**Saved data entries**
- Opening Delimiter -

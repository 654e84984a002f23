//! Stripe webhook endpoint.
//!
//! Verifies the signature, parses the event envelope, expands the minimal
//! payload via the Stripe API where needed and hands a fully-typed event to
//! the fulfillment pipelines. Responses follow the webhook convention: 200
//! acknowledges (including benign no-ops, so Stripe stops redelivering),
//! 5xx asks for redelivery, which the idempotency layers absorb.

use axum::{
    body::Bytes,
    extract::State,
    http::{HeaderMap, StatusCode},
    response::IntoResponse,
};

use crate::db::AppState;
use crate::fulfillment::{
    self, CheckoutEvent, CheckoutOutcome, EventAddress, EventLineItem, RefundOutcome,
};
use crate::models::CustomerContact;
use crate::payments::{StripeCharge, StripeCheckoutSession, StripeLineItem, StripeWebhookEvent};

/// Result type for webhook operations.
pub type WebhookResult = (StatusCode, &'static str);

/// Axum handler for Stripe webhooks.
pub async fn handle_stripe_webhook(
    State(state): State<AppState>,
    headers: HeaderMap,
    body: Bytes,
) -> impl IntoResponse {
    let signature = match headers.get("stripe-signature") {
        Some(sig) => match sig.to_str() {
            Ok(s) => s.to_string(),
            Err(e) => {
                tracing::debug!("Invalid UTF-8 in Stripe signature header: {}", e);
                return (StatusCode::BAD_REQUEST, "Invalid signature header");
            }
        },
        None => return (StatusCode::BAD_REQUEST, "Missing stripe-signature header"),
    };

    match state.stripe.verify_webhook_signature(&body, &signature) {
        Ok(true) => {}
        Ok(false) => return (StatusCode::UNAUTHORIZED, "Invalid signature"),
        Err(e) => {
            tracing::error!("Signature verification error: {}", e);
            return (StatusCode::BAD_REQUEST, "Invalid signature header");
        }
    }

    let event: StripeWebhookEvent = match serde_json::from_slice(&body) {
        Ok(e) => e,
        Err(e) => {
            tracing::error!("Failed to parse Stripe webhook: {}", e);
            return (StatusCode::BAD_REQUEST, "Invalid JSON");
        }
    };

    match event.event_type.as_str() {
        "checkout.session.completed" => handle_checkout_completed(&state, &event)
            .await
            .unwrap_or_else(|e| e),
        "charge.refunded" => handle_charge_refunded(&state, &event)
            .await
            .unwrap_or_else(|e| e),
        _ => (StatusCode::OK, "Event ignored"),
    }
}

async fn handle_checkout_completed(
    state: &AppState,
    event: &StripeWebhookEvent,
) -> Result<WebhookResult, WebhookResult> {
    let session: StripeCheckoutSession = serde_json::from_value(event.data.object.clone())
        .map_err(|e| {
            tracing::error!("Failed to parse checkout session: {}", e);
            (StatusCode::BAD_REQUEST, "Invalid checkout session")
        })?;

    if session.payment_status != "paid" {
        return Ok((StatusCode::OK, "Session not paid, ignored"));
    }

    // A session without a customer email can never be fulfilled; retrying
    // won't change the payload, so acknowledge and leave a trace.
    let has_email = session
        .customer_details
        .as_ref()
        .and_then(|d| d.email.as_deref())
        .map(str::trim)
        .is_some_and(|e| !e.is_empty());
    if !has_email {
        tracing::error!("Checkout session {} has no customer email", session.id);
        return Ok((StatusCode::OK, "No customer email"));
    }

    // The webhook payload is deliberately minimal; line items need a
    // follow-up API call. This failure is transient, so ask for redelivery.
    let line_items = state
        .stripe
        .fetch_checkout_line_items(&session.id)
        .await
        .map_err(|e| {
            tracing::error!(
                "Failed to fetch line items for session {}: {}",
                session.id,
                e
            );
            (StatusCode::INTERNAL_SERVER_ERROR, "Line item fetch failed")
        })?;

    let checkout = assemble_checkout_event(session, line_items);

    let mut conn = state.db.get().map_err(|e| {
        tracing::error!("DB connection error: {}", e);
        (StatusCode::INTERNAL_SERVER_ERROR, "Database error")
    })?;

    match fulfillment::process_checkout_completed(&mut conn, &state.services, &checkout).await {
        Ok(CheckoutOutcome::OrderCreated(_))
        | Ok(CheckoutOutcome::GiftCardIssued(_))
        | Ok(CheckoutOutcome::SubscriptionStarted(_)) => Ok((StatusCode::OK, "OK")),
        Ok(CheckoutOutcome::AlreadyProcessed) => Ok((StatusCode::OK, "Already processed")),
        Ok(CheckoutOutcome::Ignored(reason)) => Ok((StatusCode::OK, reason)),
        Err(e) => {
            tracing::error!(
                "Checkout processing failed for session {}: {}",
                checkout.checkout_session_id,
                e
            );
            Err((
                StatusCode::INTERNAL_SERVER_ERROR,
                "Checkout processing failed",
            ))
        }
    }
}

async fn handle_charge_refunded(
    state: &AppState,
    event: &StripeWebhookEvent,
) -> Result<WebhookResult, WebhookResult> {
    let charge: StripeCharge = serde_json::from_value(event.data.object.clone()).map_err(|e| {
        tracing::error!("Failed to parse charge: {}", e);
        (StatusCode::BAD_REQUEST, "Invalid charge")
    })?;

    if !charge.refunded {
        return Ok((StatusCode::OK, "Charge not refunded, ignored"));
    }

    let Some(payment_intent) = charge.payment_intent else {
        tracing::warn!("Refunded charge {} has no payment intent", charge.id);
        return Ok((StatusCode::OK, "No payment intent"));
    };

    let mut conn = state.db.get().map_err(|e| {
        tracing::error!("DB connection error: {}", e);
        (StatusCode::INTERNAL_SERVER_ERROR, "Database error")
    })?;

    match fulfillment::process_charge_refunded(&mut conn, &state.services, &payment_intent).await {
        Ok(RefundOutcome::Reconciled(_)) => Ok((StatusCode::OK, "OK")),
        Ok(RefundOutcome::UnknownPayment) => Ok((StatusCode::OK, "Order not found")),
        Err(e) => {
            tracing::error!(
                "Refund processing failed for payment intent {}: {}",
                payment_intent,
                e
            );
            Err((
                StatusCode::INTERNAL_SERVER_ERROR,
                "Refund processing failed",
            ))
        }
    }
}

/// Split a full name into first/last on the first space.
fn split_name(full: &str) -> (Option<String>, Option<String>) {
    let full = full.trim();
    if full.is_empty() {
        return (None, None);
    }
    match full.split_once(' ') {
        Some((first, last)) => (Some(first.to_string()), Some(last.trim().to_string())),
        None => (Some(full.to_string()), None),
    }
}

fn convert_address(
    name: Option<&str>,
    address: Option<&crate::payments::StripeAddress>,
) -> Option<EventAddress> {
    let address = address?;
    let street = match (&address.line1, &address.line2) {
        (Some(l1), Some(l2)) => Some(format!("{} {}", l1, l2)),
        (Some(l1), None) => Some(l1.clone()),
        (None, Some(l2)) => Some(l2.clone()),
        (None, None) => None,
    };
    Some(EventAddress {
        name: name.map(String::from),
        street,
        postal_code: address.postal_code.clone(),
        city: address.city.clone(),
        country: address.country.clone(),
    })
}

fn convert_line_item(line: &StripeLineItem) -> EventLineItem {
    let quantity = line.quantity.unwrap_or(1).max(1);
    let stripe_product = line.price.as_ref().and_then(|p| p.product.as_ref());
    let catalog = stripe_product.map(|p| &p.metadata);

    let product_id = catalog
        .and_then(|m| m.product_id.clone())
        .or_else(|| stripe_product.map(|p| p.id.clone()))
        .unwrap_or_default();
    let variant_id = catalog.and_then(|m| m.variant_id.clone()).unwrap_or_default();
    let product_name = stripe_product
        .and_then(|p| p.name.clone())
        .or_else(|| line.description.clone())
        .unwrap_or_else(|| "Artikel".to_string());
    let variant_name = catalog
        .and_then(|m| m.variant_name.clone())
        .unwrap_or_default();

    let total_price_cents = line.amount_total.unwrap_or(0);
    let unit_price_cents = line
        .price
        .as_ref()
        .and_then(|p| p.unit_amount)
        .unwrap_or(total_price_cents / quantity);

    EventLineItem {
        product_id,
        variant_id,
        product_name,
        variant_name,
        quantity,
        unit_price_cents,
        total_price_cents,
    }
}

/// Assemble the pipeline event from the expanded session data. The metadata
/// map is parsed into the purchase-kind union exactly once, here.
fn assemble_checkout_event(
    session: StripeCheckoutSession,
    line_items: Vec<StripeLineItem>,
) -> CheckoutEvent {
    let kind = session.metadata.parse_kind();

    let details = session.customer_details.as_ref();
    let (first_name, last_name) = details
        .and_then(|d| d.name.as_deref())
        .map(split_name)
        .unwrap_or((None, None));

    let contact = CustomerContact {
        email: details
            .and_then(|d| d.email.clone())
            .unwrap_or_default(),
        first_name,
        last_name,
        phone: details.and_then(|d| d.phone.clone()),
        stripe_customer_id: session.customer.clone(),
    };

    let shipping = session.shipping_details.as_ref().and_then(|s| {
        convert_address(s.name.as_deref(), s.address.as_ref())
    });
    let billing = details.and_then(|d| convert_address(d.name.as_deref(), d.address.as_ref()));

    let total_cents = session.amount_total.unwrap_or(0);
    let subtotal_cents = session.amount_subtotal.unwrap_or(total_cents);
    let (discount_cents, shipping_cents) = session
        .total_details
        .as_ref()
        .map(|d| {
            (
                d.amount_discount.unwrap_or(0),
                d.amount_shipping.unwrap_or(0),
            )
        })
        .unwrap_or((0, 0));

    CheckoutEvent {
        checkout_session_id: session.id,
        payment_intent_id: session.payment_intent,
        provider_subscription_id: session.subscription,
        contact,
        shipping,
        billing,
        line_items: line_items.iter().map(convert_line_item).collect(),
        currency: session
            .currency
            .unwrap_or_else(|| "eur".to_string())
            .to_lowercase(),
        subtotal_cents,
        discount_cents,
        shipping_cents,
        total_cents,
        kind,
    }
}
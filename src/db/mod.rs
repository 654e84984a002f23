mod schema;
pub mod from_row;
pub mod queries;

pub use schema::init_db;

use r2d2::Pool;
use r2d2_sqlite::SqliteConnectionManager;

use crate::fulfillment::Services;
use crate::payments::StripeClient;

pub type DbPool = Pool<SqliteConnectionManager>;

/// Application state shared by all handlers.
#[derive(Clone)]
pub struct AppState {
    pub db: DbPool,
    /// Stripe API client (signature verification, line-item expansion).
    pub stripe: StripeClient,
    /// Injected side-effect providers used by the fulfillment pipelines.
    pub services: Services,
    pub base_url: String,
}

pub fn create_pool(database_path: &str) -> Result<DbPool, r2d2::Error> {
    let manager = SqliteConnectionManager::file(database_path);
    Pool::builder().max_size(10).build(manager)
}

- Closing Delimiter -

**INSTRUCTIONS TO FOLLOW**
Wherever a line of the data holds "CheckoutOutcome", copy that line.

**EXPECTED OUTPUT**
    self, CheckoutEvent, CheckoutOutcome, EventAddress, EventLineItem, RefundOutcome,
        Ok(CheckoutOutcome::OrderCreated(_))
        | Ok(CheckoutOutcome::GiftCardIssued(_))
        | Ok(CheckoutOutcome::SubscriptionStarted(_)) => Ok((StatusCode::OK, "OK")),
        Ok(CheckoutOutcome::AlreadyProcessed) => Ok((StatusCode::OK, "Already processed")),
        Ok(CheckoutOutcome::Ignored(reason)) => Ok((StatusCode::OK, reason)),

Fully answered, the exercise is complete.